_What the exercise asks:_ If a line in the entries below holds the string "this", copy it.

##############################

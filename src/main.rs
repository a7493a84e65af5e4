use mimalloc::MiMalloc;
use modules::{
    common::signal::SignalManager,
    common::tls::MailroomTls,
    context::Initialize,
    database::manager::DatabaseManager,
    error::MailroomResult,
    logger,
    settings::{cli::SETTINGS, dir::DataDirManager},
    tasks::{queue::MailroomTaskQueue, PeriodicTasks},
};
use tracing::info;

mod modules;

#[global_allocator]
static GLOBAL: MiMalloc = MiMalloc;

static LOGO: &str = r#"
  __  __       _ _
 |  \/  | __ _(_) |_ __ ___   ___  _ __ ___
 | |\/| |/ _` | | | '__/ _ \ / _ \| '_ ` _ \
 | |  | | (_| | | | | | (_) | (_) | | | | | |
 |_|  |_|\__,_|_|_|_|  \___/ \___/|_| |_| |_|

"#;

#[tokio::main]
async fn main() -> MailroomResult<()> {
    logger::initialize_logging();
    info!("{}", LOGO);
    info!("Starting mailroom");
    info!("Version:  {}", mailroom_version!());
    info!("Git:      [{}]", env!("GIT_HASH"));

    if let Err(error) = initialize().await {
        eprintln!("{:?}", error);
        return Err(error);
    }

    let mut shutdown = modules::common::signal::SIGNAL_MANAGER.subscribe();
    let _ = shutdown.recv().await;
    info!("mailroom shut down");
    Ok(())
}

/// Initialize the system by validating settings and starting background workers.
async fn initialize() -> MailroomResult<()> {
    SETTINGS.validate()?;
    SignalManager::initialize().await?;
    DataDirManager::initialize().await?;
    MailroomTls::initialize().await?;
    DatabaseManager::initialize().await?;
    MailroomTaskQueue::initialize().await?;
    PeriodicTasks::start_background_tasks();
    Ok(())
}
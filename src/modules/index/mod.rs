// Copyright © 2025 mailroom.dev
// Licensed under Mailroom License Agreement v1.0
// Unauthorized copying, modification, or distribution is prohibited.

use crate::modules::error::code::ErrorCode;
use crate::modules::error::MailroomResult;
use crate::modules::settings::cli::SETTINGS;
use crate::{mailroom_version, raise_error};
use serde::Serialize;
use std::time::Duration;
use tracing::warn;

/// Event shipped to the external search indexer when a message is created
/// or its flags change.
#[derive(Clone, Debug, Serialize)]
pub struct MessageUpserted {
    pub message_id: u64,
    pub thread_id: u64,
    pub mailbox_id: u64,
    pub subject: String,
    pub snippet: String,
    pub is_spam: bool,
    pub sent_at: Option<i64>,
}

/// Emits a "message upserted" event. Indexing is an external collaborator:
/// failures are logged, never propagated into the mail path.
pub async fn emit_message_upserted(event: MessageUpserted) {
    let Some(url) = SETTINGS.mailroom_search_index_url.as_deref() else {
        return;
    };
    if let Err(e) = post_event(url, &event).await {
        warn!(
            "failed to emit index event for message {}: {:?}",
            event.message_id, e
        );
    }
}

async fn post_event(url: &str, event: &MessageUpserted) -> MailroomResult<()> {
    let client = reqwest::ClientBuilder::new()
        .user_agent(format!("mailroom/{}", mailroom_version!()))
        .timeout(Duration::from_secs(10))
        .connect_timeout(Duration::from_secs(10))
        .build()
        .map_err(|e| raise_error!(format!("{:#?}", e), ErrorCode::InternalError))?;

    let endpoint = format!("{}/messages/upserted", url.trim_end_matches('/'));
    let mut request = client.post(&endpoint).json(event);
    if let Some(api_key) = &SETTINGS.mailroom_search_index_api_key {
        request = request.header("Authorization", format!("Bearer {}", api_key));
    }

    let response = request
        .send()
        .await
        .map_err(|e| raise_error!(format!("{:#?}", e), ErrorCode::TransportFailed))?;
    if !response.status().is_success() {
        return Err(raise_error!(
            format!("indexer returned HTTP {}", response.status()),
            ErrorCode::HttpResponseError
        ));
    }
    Ok(())
}
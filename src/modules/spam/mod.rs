// Copyright © 2025 mailroom.dev
// Licensed under Mailroom License Agreement v1.0
// Unauthorized copying, modification, or distribution is prohibited.

use crate::modules::domain::entity::MailDomain;
use crate::modules::error::MailroomResult;
use crate::modules::mime::ParsedEmail;
use crate::modules::settings::cli::SETTINGS;
use serde::{Deserialize, Serialize};
use tracing::warn;

pub mod rspamd;
pub mod rules;

/// One hardcoded classifier rule. `header_match` compares the whole value
/// case-insensitively; `header_match_regex` anchors a case-insensitive
/// regex at the start of the value.
#[derive(Clone, Debug, Default, Eq, PartialEq, Serialize, Deserialize)]
pub struct SpamRule {
    #[serde(default, skip_serializing_if = "Option::is_none")]
    pub header_match: Option<String>,
    #[serde(default, skip_serializing_if = "Option::is_none")]
    pub header_match_regex: Option<String>,
    #[serde(default)]
    pub action: Option<String>,
}

/// SPAM_CONFIG: process-wide by default, overridable per mail domain.
#[derive(Clone, Debug, Default, Eq, PartialEq, Serialize, Deserialize)]
pub struct SpamConfig {
    #[serde(default)]
    pub rules: Vec<SpamRule>,
    /// How many header blocks, counted from the most recent relay, the rule
    /// engine is willing to believe. Our own MTA's block is always trusted.
    #[serde(default)]
    pub trusted_relays: usize,
    #[serde(default)]
    pub rspamd_url: Option<String>,
    #[serde(default)]
    pub rspamd_auth: Option<String>,
}

impl SpamConfig {
    pub fn from_settings() -> Self {
        serde_json::from_str(&SETTINGS.mailroom_spam_config).unwrap_or_default()
    }
}

#[derive(Clone, Copy, Debug, Eq, PartialEq)]
pub enum Classification {
    Spam,
    Ham,
    /// No rule matched and rspamd was unavailable or not configured.
    None,
}

impl Classification {
    pub fn is_spam(&self) -> bool {
        matches!(self, Classification::Spam)
    }
}

/// Classifies one inbound message for a recipient domain. Hardcoded rules
/// win over rspamd; rspamd outages never block legitimate mail.
pub async fn classify(
    domain: &MailDomain,
    parsed: &ParsedEmail,
    raw: &[u8],
) -> MailroomResult<Classification> {
    let config = domain.spam_config();

    if let Some(is_spam) = rules::apply_rules(&config, &parsed.headers_blocks) {
        return Ok(if is_spam {
            Classification::Spam
        } else {
            Classification::Ham
        });
    }

    if let Some(url) = &config.rspamd_url {
        match rspamd::check(url, config.rspamd_auth.as_deref(), raw).await {
            Ok(is_spam) => {
                return Ok(if is_spam {
                    Classification::Spam
                } else {
                    Classification::Ham
                });
            }
            Err(e) => {
                // Treated as ham so an rspamd outage never bounces mail.
                warn!("rspamd check failed, treating message as ham: {:?}", e);
                return Ok(Classification::Ham);
            }
        }
    }

    Ok(Classification::None)
}
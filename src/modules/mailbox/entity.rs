// Copyright © 2025 mailroom.dev
// Licensed under Mailroom License Agreement v1.0
// Unauthorized copying, modification, or distribution is prohibited.

use crate::modules::database::manager::DB_MANAGER;
use crate::modules::database::{
    filter_by_secondary_key_impl, insert_impl, secondary_find_impl, update_impl, upsert_impl,
};
use crate::modules::domain::entity::MailDomain;
use crate::modules::error::code::ErrorCode;
use crate::modules::error::MailroomResult;
use crate::{id, raise_error, utc_now};
use native_db::*;
use native_model::{native_model, Model};
use serde::{Deserialize, Serialize};

/// A server-side addressable inbox, `local_part@domain`.
#[derive(Clone, Debug, Default, Eq, PartialEq, Deserialize, Serialize)]
#[native_model(id = 2, version = 1)]
#[native_db(primary_key(pk -> String), secondary_key(address -> String, unique))]
pub struct Mailbox {
    #[secondary_key(unique)]
    pub id: u64,

    pub local_part: String,

    #[secondary_key]
    pub domain_id: u64,

    /// Denormalized domain name; `(local_part, domain)` is unique through
    /// the derived `address` key.
    pub domain_name: String,

    /// The mailbox's own Contact, used for display on sent messages.
    pub contact_id: Option<u64>,

    /// When set, this mailbox is an alias of another mailbox.
    pub alias_of: Option<u64>,

    /// Identity mailboxes mirror a user in the identity provider.
    pub is_identity: bool,

    pub created_at: i64,
    pub updated_at: i64,
}

#[derive(Clone, Copy, Debug, Default, Eq, PartialEq, Deserialize, Serialize)]
pub enum MailboxRole {
    #[default]
    Viewer,
    Editor,
    Sender,
    Admin,
}

impl MailboxRole {
    /// Whether this role may author and send mail from the mailbox.
    pub fn can_send(&self) -> bool {
        matches!(
            self,
            MailboxRole::Editor | MailboxRole::Sender | MailboxRole::Admin
        )
    }
}

/// Grants `user_id` a role on a mailbox; `(mailbox, user)` is unique.
#[derive(Clone, Debug, Default, Eq, PartialEq, Deserialize, Serialize)]
#[native_model(id = 3, version = 1)]
#[native_db(primary_key(pk -> String), secondary_key(access_key -> String, unique))]
pub struct MailboxAccess {
    #[secondary_key(unique)]
    pub id: u64,

    #[secondary_key]
    pub mailbox_id: u64,

    pub user_id: u64,

    pub role: MailboxRole,

    /// Tracked for usage metrics.
    pub accessed_at: i64,

    pub created_at: i64,
    pub updated_at: i64,
}

impl Mailbox {
    fn pk(&self) -> String {
        format!("{}_{}", self.created_at, self.id)
    }

    pub fn address(&self) -> String {
        format!("{}@{}", self.local_part, self.domain_name)
    }

    pub fn new(local_part: &str, domain: &MailDomain) -> Self {
        Self {
            id: id!(64),
            local_part: local_part.to_ascii_lowercase(),
            domain_id: domain.id,
            domain_name: domain.name.clone(),
            contact_id: None,
            alias_of: None,
            is_identity: false,
            created_at: utc_now!(),
            updated_at: utc_now!(),
        }
    }

    pub async fn get(id: u64) -> MailroomResult<Option<Mailbox>> {
        secondary_find_impl(DB_MANAGER.meta_db(), MailboxKey::id, id).await
    }

    /// Resolves `alice@example.com` to the mailbox serving that address.
    pub async fn get_by_address(email: &str) -> MailroomResult<Option<Mailbox>> {
        secondary_find_impl(
            DB_MANAGER.meta_db(),
            MailboxKey::address,
            email.to_ascii_lowercase(),
        )
        .await
    }

    pub async fn require_by_address(email: &str) -> MailroomResult<Mailbox> {
        Self::get_by_address(email).await?.ok_or_else(|| {
            raise_error!(
                format!("No mailbox serves the address '{}'", email),
                ErrorCode::ResourceNotFound
            )
        })
    }

    pub async fn list_for_domain(domain_id: u64) -> MailroomResult<Vec<Mailbox>> {
        filter_by_secondary_key_impl(DB_MANAGER.meta_db(), MailboxKey::domain_id, domain_id).await
    }

    pub async fn save(self) -> MailroomResult<()> {
        if Self::get_by_address(&self.address()).await?.is_some() {
            return Err(raise_error!(
                format!("Mailbox '{}' already exists.", self.address()),
                ErrorCode::AlreadyExists
            ));
        }
        insert_impl(DB_MANAGER.meta_db(), self).await
    }

    pub async fn set_self_contact(id: u64, contact_id: u64) -> MailroomResult<()> {
        update_impl(
            DB_MANAGER.meta_db(),
            move |rw| {
                rw.get()
                    .secondary::<Mailbox>(MailboxKey::id, id)
                    .map_err(|e| raise_error!(format!("{:#?}", e), ErrorCode::InternalError))?
                    .ok_or_else(|| {
                        raise_error!(
                            format!("Mailbox with id={} not found", id),
                            ErrorCode::ResourceNotFound
                        )
                    })
            },
            move |current| {
                let mut updated = current.clone();
                updated.contact_id = Some(contact_id);
                updated.updated_at = utc_now!();
                Ok(updated)
            },
        )
        .await?;
        Ok(())
    }

}

impl MailboxAccess {
    fn pk(&self) -> String {
        format!("{}_{}", self.created_at, self.id)
    }

    fn access_key(&self) -> String {
        format!("{}:{}", self.mailbox_id, self.user_id)
    }

    pub fn new(mailbox_id: u64, user_id: u64, role: MailboxRole) -> Self {
        Self {
            id: id!(64),
            mailbox_id,
            user_id,
            role,
            accessed_at: Default::default(),
            created_at: utc_now!(),
            updated_at: utc_now!(),
        }
    }

    pub async fn get(mailbox_id: u64, user_id: u64) -> MailroomResult<Option<MailboxAccess>> {
        secondary_find_impl(
            DB_MANAGER.meta_db(),
            MailboxAccessKey::access_key,
            format!("{}:{}", mailbox_id, user_id),
        )
        .await
    }

    pub async fn list_for_mailbox(mailbox_id: u64) -> MailroomResult<Vec<MailboxAccess>> {
        filter_by_secondary_key_impl(
            DB_MANAGER.meta_db(),
            MailboxAccessKey::mailbox_id,
            mailbox_id,
        )
        .await
    }

    pub async fn save(self) -> MailroomResult<()> {
        upsert_impl(DB_MANAGER.meta_db(), self).await
    }

    pub async fn touch(mailbox_id: u64, user_id: u64) -> MailroomResult<()> {
        let key = format!("{}:{}", mailbox_id, user_id);
        update_impl(
            DB_MANAGER.meta_db(),
            move |rw| {
                rw.get()
                    .secondary::<MailboxAccess>(MailboxAccessKey::access_key, key)
                    .map_err(|e| raise_error!(format!("{:#?}", e), ErrorCode::InternalError))?
                    .ok_or_else(|| {
                        raise_error!("Mailbox access not found".into(), ErrorCode::ResourceNotFound)
                    })
            },
            move |current| {
                let mut updated = current.clone();
                updated.accessed_at = utc_now!();
                Ok(updated)
            },
        )
        .await?;
        Ok(())
    }
}
// Copyright © 2025 mailroom.dev
// Licensed under Mailroom License Agreement v1.0
// Unauthorized copying, modification, or distribution is prohibited.

use crate::modules::dkim::entity::DkimKey;
use crate::modules::error::code::ErrorCode;
use crate::modules::error::MailroomResult;
use crate::raise_error;
use mail_auth::common::crypto::{RsaKey, Sha256};
use mail_auth::common::headers::HeaderWriter;
use mail_auth::dkim::DkimSigner;

/// Headers covered by our signatures, relaxed/relaxed canonicalization.
const SIGNED_HEADERS: [&str; 7] = [
    "From",
    "To",
    "Cc",
    "Subject",
    "Date",
    "Message-ID",
    "MIME-Version",
];

/// Signs `raw` with the domain's key and returns the message with the
/// DKIM-Signature header prepended.
pub fn sign_message(key: &DkimKey, raw: &[u8]) -> MailroomResult<Vec<u8>> {
    let pk_rsa = RsaKey::<Sha256>::from_rsa_pem(&key.private_key).map_err(|e| {
        raise_error!(
            format!("unusable DKIM private key: {:?}", e),
            ErrorCode::DkimSigningFailed
        )
    })?;

    let signature = DkimSigner::from_key(pk_rsa)
        .domain(key.domain_name.clone())
        .selector(key.selector.clone())
        .headers(SIGNED_HEADERS)
        .sign(raw)
        .map_err(|e| {
            raise_error!(
                format!("DKIM signing failed: {:?}", e),
                ErrorCode::DkimSigningFailed
            )
        })?;

    let header = signature.to_header();
    let mut signed = Vec::with_capacity(header.len() + raw.len());
    signed.extend_from_slice(header.as_bytes());
    signed.extend_from_slice(raw);
    Ok(signed)
}

#[cfg(test)]
mod tests {
    use super::*;

    #[test]
    fn test_sign_prepends_signature_header() {
        let key = DkimKey::generate("example.com", "mail", 1024).unwrap();
        let raw = b"From: alice@example.com\r\nTo: bob@external.com\r\nSubject: Hi\r\n\r\nHello\r\n";
        let signed = sign_message(&key, raw).unwrap();
        let text = String::from_utf8_lossy(&signed);
        assert!(text.starts_with("DKIM-Signature:"));
        assert!(text.contains("d=example.com"));
        assert!(text.contains("s=mail"));
        assert!(text.ends_with("Hello\r\n"));
    }
}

##############################

_Task response:_
    /// When set, this mailbox is an alias of another mailbox.
    /// Whether this role may author and send mail from the mailbox.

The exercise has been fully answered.